This exercise asks for every line of the material that includes the word "group".
[Opening RECORDS SHOWN section]
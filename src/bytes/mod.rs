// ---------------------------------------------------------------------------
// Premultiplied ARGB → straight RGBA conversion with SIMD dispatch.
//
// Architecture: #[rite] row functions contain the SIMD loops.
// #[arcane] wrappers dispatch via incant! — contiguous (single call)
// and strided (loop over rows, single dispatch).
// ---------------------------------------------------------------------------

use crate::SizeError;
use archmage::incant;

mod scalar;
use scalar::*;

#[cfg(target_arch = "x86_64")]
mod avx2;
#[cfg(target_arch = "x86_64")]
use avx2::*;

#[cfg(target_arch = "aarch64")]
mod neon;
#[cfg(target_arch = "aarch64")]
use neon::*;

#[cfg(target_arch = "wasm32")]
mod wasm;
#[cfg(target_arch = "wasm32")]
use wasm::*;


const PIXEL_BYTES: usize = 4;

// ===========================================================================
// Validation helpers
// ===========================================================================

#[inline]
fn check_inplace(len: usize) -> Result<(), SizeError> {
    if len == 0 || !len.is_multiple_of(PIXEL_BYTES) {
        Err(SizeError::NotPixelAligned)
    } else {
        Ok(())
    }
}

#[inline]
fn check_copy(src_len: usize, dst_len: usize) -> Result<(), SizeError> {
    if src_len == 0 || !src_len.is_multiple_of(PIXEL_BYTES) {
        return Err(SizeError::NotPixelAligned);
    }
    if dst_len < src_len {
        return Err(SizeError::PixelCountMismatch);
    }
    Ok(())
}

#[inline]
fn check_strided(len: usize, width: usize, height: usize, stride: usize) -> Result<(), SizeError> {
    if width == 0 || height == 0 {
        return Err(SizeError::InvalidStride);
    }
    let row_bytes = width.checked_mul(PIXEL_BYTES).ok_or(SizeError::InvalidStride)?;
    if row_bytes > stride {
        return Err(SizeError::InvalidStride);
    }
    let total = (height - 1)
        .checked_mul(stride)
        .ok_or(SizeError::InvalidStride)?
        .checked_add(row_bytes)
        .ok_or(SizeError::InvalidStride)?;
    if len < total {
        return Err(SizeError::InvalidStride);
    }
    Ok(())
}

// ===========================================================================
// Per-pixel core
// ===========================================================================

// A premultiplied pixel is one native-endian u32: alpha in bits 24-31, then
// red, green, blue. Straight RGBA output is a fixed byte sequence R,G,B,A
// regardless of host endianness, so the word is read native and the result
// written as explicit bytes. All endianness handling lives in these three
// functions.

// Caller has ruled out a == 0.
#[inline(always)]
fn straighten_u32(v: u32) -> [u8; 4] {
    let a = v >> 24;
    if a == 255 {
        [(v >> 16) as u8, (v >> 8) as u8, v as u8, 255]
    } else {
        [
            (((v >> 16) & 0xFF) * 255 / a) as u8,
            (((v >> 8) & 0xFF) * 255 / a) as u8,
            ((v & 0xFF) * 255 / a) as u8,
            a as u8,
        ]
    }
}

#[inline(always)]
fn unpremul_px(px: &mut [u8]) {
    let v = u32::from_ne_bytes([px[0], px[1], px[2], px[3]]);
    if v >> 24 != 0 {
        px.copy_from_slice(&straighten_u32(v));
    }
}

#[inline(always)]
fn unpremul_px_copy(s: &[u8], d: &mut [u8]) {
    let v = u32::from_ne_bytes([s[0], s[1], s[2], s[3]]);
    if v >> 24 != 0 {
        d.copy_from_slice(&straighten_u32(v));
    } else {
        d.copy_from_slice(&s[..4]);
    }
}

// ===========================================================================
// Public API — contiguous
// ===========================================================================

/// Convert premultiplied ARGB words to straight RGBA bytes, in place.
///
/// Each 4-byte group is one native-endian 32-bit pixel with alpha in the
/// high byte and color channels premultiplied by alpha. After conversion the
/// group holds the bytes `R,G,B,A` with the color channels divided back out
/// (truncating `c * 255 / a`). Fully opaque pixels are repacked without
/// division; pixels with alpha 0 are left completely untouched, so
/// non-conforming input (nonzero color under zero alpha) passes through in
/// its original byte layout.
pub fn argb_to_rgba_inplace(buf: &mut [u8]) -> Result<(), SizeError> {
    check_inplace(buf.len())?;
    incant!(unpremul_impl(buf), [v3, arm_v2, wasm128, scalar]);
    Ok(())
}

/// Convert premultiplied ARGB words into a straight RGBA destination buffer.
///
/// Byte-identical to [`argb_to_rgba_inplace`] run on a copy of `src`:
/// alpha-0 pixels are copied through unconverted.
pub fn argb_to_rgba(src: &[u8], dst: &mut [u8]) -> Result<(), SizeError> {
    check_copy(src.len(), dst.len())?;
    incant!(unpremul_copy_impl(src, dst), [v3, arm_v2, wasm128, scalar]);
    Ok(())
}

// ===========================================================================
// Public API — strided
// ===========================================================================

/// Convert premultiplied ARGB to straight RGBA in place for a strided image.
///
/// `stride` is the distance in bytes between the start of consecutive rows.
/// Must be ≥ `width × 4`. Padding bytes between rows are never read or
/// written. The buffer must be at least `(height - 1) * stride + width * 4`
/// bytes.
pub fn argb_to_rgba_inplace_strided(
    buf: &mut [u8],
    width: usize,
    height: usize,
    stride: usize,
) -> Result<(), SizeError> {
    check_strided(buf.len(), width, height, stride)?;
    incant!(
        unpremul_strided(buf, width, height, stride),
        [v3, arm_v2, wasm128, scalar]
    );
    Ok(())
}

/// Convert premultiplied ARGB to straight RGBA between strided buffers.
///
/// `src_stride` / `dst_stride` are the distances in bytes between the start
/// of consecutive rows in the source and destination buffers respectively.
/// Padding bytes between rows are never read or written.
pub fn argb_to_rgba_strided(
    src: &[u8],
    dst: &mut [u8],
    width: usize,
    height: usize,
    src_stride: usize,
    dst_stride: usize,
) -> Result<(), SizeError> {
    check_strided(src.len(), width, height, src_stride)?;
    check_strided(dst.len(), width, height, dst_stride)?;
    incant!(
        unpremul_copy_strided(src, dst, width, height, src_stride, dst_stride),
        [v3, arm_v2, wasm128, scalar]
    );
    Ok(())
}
[Closing RECORDS SHOWN section]
# RESPONSE AREA:
/// Each 4-byte group is one native-endian 32-bit pixel with alpha in the
/// group holds the bytes `R,G,B,A` with the color channels divided back out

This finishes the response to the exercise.